▶ _YOUR ASSIGNMENT_: From the records below, copy every line that contains the word "const".

§ §

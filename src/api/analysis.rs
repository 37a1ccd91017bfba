//! REST API endpoints for document analysis

use actix_web::{HttpResponse, post, web};
use chrono::{DateTime, Utc};
use serde::{Deserialize, Serialize};
use utoipa::ToSchema;

use crate::api::error::ApiError;
use crate::model::{Limits, RiskSection};
use crate::service::{DocumentAnalysisService, RiskAssessmentService};

/// Request body for risk assessment
#[derive(Debug, Deserialize, ToSchema)]
pub struct RiskAssessmentRequest {
    /// Full text of the contract to assess
    pub document_text: String,
}

/// Structured risk assessment response
#[derive(Debug, Serialize, ToSchema)]
pub struct RiskAssessmentResponse {
    /// Free text not attributable to any classified section
    pub summary: Option<String>,
    /// Findings ordered high before medium before low
    pub sections: Vec<RiskSection>,
    /// Model that produced the assessment
    pub model: String,
    pub assessed_at: DateTime<Utc>,
}

/// Request body for free-form document analysis
#[derive(Debug, Deserialize, ToSchema)]
pub struct DocumentAnalysisRequest {
    /// Instruction to apply to the document
    pub instruction: String,
    /// Full text of the document to analyze
    pub document_text: String,
}

/// Free-form document analysis response
#[derive(Debug, Serialize, ToSchema)]
pub struct DocumentAnalysisResponse {
    pub analysis: String,
    /// Model that produced the analysis
    pub model: String,
}

/// Assess the risks in a contract document
#[utoipa::path(
    post,
    path = "/v1/analysis/risk",
    request_body = RiskAssessmentRequest,
    responses(
        (status = 200, description = "Risk assessment completed", body = RiskAssessmentResponse),
        (status = 400, description = "Empty or oversized document"),
        (status = 502, description = "Generation service failed")
    ),
    tag = "analysis"
)]
#[post("/v1/analysis/risk")]
pub async fn assess_risk(
    service: web::Data<RiskAssessmentService>,
    limits: web::Data<Limits>,
    body: web::Json<RiskAssessmentRequest>,
) -> Result<HttpResponse, ApiError> {
    validate_document(&body.document_text, &limits)?;

    let report = service.assess(&body.document_text).await?;

    Ok(HttpResponse::Ok().json(RiskAssessmentResponse {
        summary: report.summary,
        sections: report.sections,
        model: service.model().to_string(),
        assessed_at: Utc::now(),
    }))
}

/// Apply a free-form instruction to a contract document
#[utoipa::path(
    post,
    path = "/v1/analysis/document",
    request_body = DocumentAnalysisRequest,
    responses(
        (status = 200, description = "Analysis completed", body = DocumentAnalysisResponse),
        (status = 400, description = "Empty instruction or invalid document"),
        (status = 502, description = "Generation service failed")
    ),
    tag = "analysis"
)]
#[post("/v1/analysis/document")]
pub async fn analyze_document(
    service: web::Data<DocumentAnalysisService>,
    limits: web::Data<Limits>,
    body: web::Json<DocumentAnalysisRequest>,
) -> Result<HttpResponse, ApiError> {
    if body.instruction.trim().is_empty() {
        return Err(ApiError::BadRequest(
            "instruction must not be empty".to_string(),
        ));
    }
    validate_document(&body.document_text, &limits)?;

    let analysis = service
        .analyze(&body.instruction, &body.document_text)
        .await?;

    Ok(HttpResponse::Ok().json(DocumentAnalysisResponse {
        analysis,
        model: service.model().to_string(),
    }))
}

/// Validate a document body against the configured limits
fn validate_document(document_text: &str, limits: &Limits) -> Result<(), ApiError> {
    if document_text.trim().is_empty() {
        return Err(ApiError::BadRequest(
            "document_text must not be empty".to_string(),
        ));
    }
    if document_text.chars().count() > limits.max_document_chars {
        return Err(ApiError::BadRequest(format!(
            "document_text exceeds the maximum of {} characters",
            limits.max_document_chars
        )));
    }
    Ok(())
}

/// Configure analysis routes
pub fn configure(cfg: &mut web::ServiceConfig) {
    cfg.service(assess_risk).service(analyze_document);
}
//! Unified API error handling
//!
//! This module provides a consistent error response format across all API endpoints.

use actix_web::{HttpResponse, ResponseError, http::StatusCode};
use serde::Serialize;
use uuid::Uuid;

/// Standard error response format
#[derive(Debug, Serialize)]
pub struct ErrorResponse {
    /// Error type/code
    pub error: String,
    /// Human-readable error message
    pub message: String,
    /// Unique request ID for tracing
    pub request_id: String,
}

/// Unified API error type
///
/// All API endpoints return `Result<T, ApiError>` for consistent error handling.
#[derive(Debug, thiserror::Error)]
#[non_exhaustive]
pub enum ApiError {
    /// Bad request / validation error (400)
    #[error("Invalid request: {0}")]
    BadRequest(String),

    /// Internal server error (500)
    #[error("Internal server error: {0}")]
    #[allow(dead_code)] // Reserved for non-upstream failures
    Internal(String),

    /// Upstream generation service error (502)
    #[error("External service error: {0}")]
    ExternalService(String),
}

impl ResponseError for ApiError {
    fn status_code(&self) -> StatusCode {
        match self {
            ApiError::BadRequest(_) => StatusCode::BAD_REQUEST,
            ApiError::ExternalService(_) => StatusCode::BAD_GATEWAY,
            ApiError::Internal(_) => StatusCode::INTERNAL_SERVER_ERROR,
        }
    }

    fn error_response(&self) -> HttpResponse {
        let status = self.status_code();
        let error_type = match self {
            ApiError::BadRequest(_) => "bad_request",
            ApiError::Internal(_) => "internal_error",
            ApiError::ExternalService(_) => "external_service_error",
        };

        tracing::error!(
            error_type = error_type,
            status = status.as_u16(),
            message = %self,
            "API error"
        );

        HttpResponse::build(status).json(ErrorResponse {
            error: error_type.to_string(),
            message: self.to_string(),
            request_id: Uuid::new_v4().to_string(),
        })
    }
}

// ============================================================================
// From conversions for service errors
// ============================================================================

impl From<crate::service::assessment::AssessmentError> for ApiError {
    fn from(err: crate::service::assessment::AssessmentError) -> Self {
        match err {
            crate::service::assessment::AssessmentError::AssessmentFailed(msg) => {
                ApiError::ExternalService(format!("Assessment failed: {}", msg))
            }
        }
    }
}

impl From<crate::service::document::AnalysisError> for ApiError {
    fn from(err: crate::service::document::AnalysisError) -> Self {
        match err {
            crate::service::document::AnalysisError::AnalysisFailed(msg) => {
                ApiError::ExternalService(format!("Analysis failed: {}", msg))
            }
        }
    }
}

impl From<crate::service::drafting::DraftingError> for ApiError {
    fn from(err: crate::service::drafting::DraftingError) -> Self {
        match err {
            crate::service::drafting::DraftingError::DraftingFailed(msg) => {
                ApiError::ExternalService(format!("Drafting failed: {}", msg))
            }
        }
    }
}

impl From<crate::service::translation::TranslationError> for ApiError {
    fn from(err: crate::service::translation::TranslationError) -> Self {
        match err {
            crate::service::translation::TranslationError::TranslationFailed(msg) => {
                ApiError::ExternalService(format!("Translation failed: {}", msg))
            }
        }
    }
}
//! Shared text-generation client and collaborator trait
//!
//! All AI-backed services talk to the generative model through the
//! `TextGenerator` trait so they can be exercised with canned responses in
//! tests. The production implementation calls the Gemini `generateContent`
//! REST endpoint.

use async_trait::async_trait;
use reqwest::Client;
use serde::Deserialize;
use url::Url;

const ENV_GEMINI_BASE_URL: &str = "GEMINI_BASE_URL";
const DEFAULT_BASE_URL: &str = "https://generativelanguage.googleapis.com";

#[derive(Debug, thiserror::Error)]
pub enum GeneratorError {
    #[error("HTTP request failed: {0}")]
    HttpError(#[from] reqwest::Error),

    #[error("Generation API error (status {status}): {message}")]
    Api { status: u16, message: String },

    #[error("Rate limited")]
    RateLimited,

    #[error("Generation response contained no text")]
    EmptyResponse,
}

/// Trait for text-generation collaborators
///
/// `system` carries an optional system instruction; `prompt` is the user
/// request. Implementations return the generated text verbatim.
#[async_trait]
pub trait TextGenerator: Send + Sync {
    async fn generate(
        &self,
        model: &str,
        system: Option<&str>,
        prompt: &str,
    ) -> Result<String, GeneratorError>;
}

/// Gemini REST client
#[derive(Clone)]
pub struct GeminiClient {
    client: Client,
    base_url: Url,
    api_key: String,
}

impl GeminiClient {
    /// Create a new client with the provided API key
    ///
    /// The endpoint base URL can be overridden via GEMINI_BASE_URL.
    pub fn new(api_key: &str) -> Result<Self, String> {
        let base_url =
            std::env::var(ENV_GEMINI_BASE_URL).unwrap_or_else(|_| DEFAULT_BASE_URL.to_string());
        let base_url = Url::parse(&base_url)
            .map_err(|e| format!("Invalid generation endpoint URL '{}': {}", base_url, e))?;

        let client = Client::builder()
            .user_agent("contract-intel/1.0")
            .build()
            .map_err(|e| format!("Failed to create HTTP client: {}", e))?;

        Ok(Self {
            client,
            base_url,
            api_key: api_key.to_string(),
        })
    }
}

#[async_trait]
impl TextGenerator for GeminiClient {
    async fn generate(
        &self,
        model: &str,
        system: Option<&str>,
        prompt: &str,
    ) -> Result<String, GeneratorError> {
        let url = format!(
            "{}/v1beta/models/{}:generateContent",
            self.base_url.as_str().trim_end_matches('/'),
            model
        );

        let mut body = serde_json::json!({
            "contents": [{ "parts": [{ "text": prompt }] }],
        });
        if let Some(system) = system {
            body["systemInstruction"] = serde_json::json!({ "parts": [{ "text": system }] });
        }

        let response = self
            .client
            .post(&url)
            .header("x-goog-api-key", &self.api_key)
            .json(&body)
            .send()
            .await?;

        let status = response.status();
        if status.as_u16() == 429 {
            return Err(GeneratorError::RateLimited);
        }
        if !status.is_success() {
            let message = response.text().await.unwrap_or_default();
            return Err(GeneratorError::Api {
                status: status.as_u16(),
                message: message.chars().take(500).collect(),
            });
        }

        let payload: GenerateContentResponse = response.json().await?;
        let text = payload
            .candidates
            .into_iter()
            .flat_map(|c| c.content.parts)
            .filter_map(|p| p.text)
            .collect::<Vec<_>>()
            .join("");

        if text.is_empty() {
            return Err(GeneratorError::EmptyResponse);
        }

        Ok(text)
    }
}

#[derive(Debug, Deserialize)]
struct GenerateContentResponse {
    #[serde(default)]
    candidates: Vec<Candidate>,
}

#[derive(Debug, Deserialize)]
struct Candidate {
    content: CandidateContent,
}

#[derive(Debug, Deserialize)]
struct CandidateContent {
    #[serde(default)]
    parts: Vec<CandidatePart>,
}

#[derive(Debug, Deserialize)]
struct CandidatePart {
    text: Option<String>,
}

§ §

▶ _EXPECTED OUTPUT_:
const ENV_GEMINI_BASE_URL: &str = "GEMINI_BASE_URL";
const DEFAULT_BASE_URL: &str = "https://generativelanguage.googleapis.com";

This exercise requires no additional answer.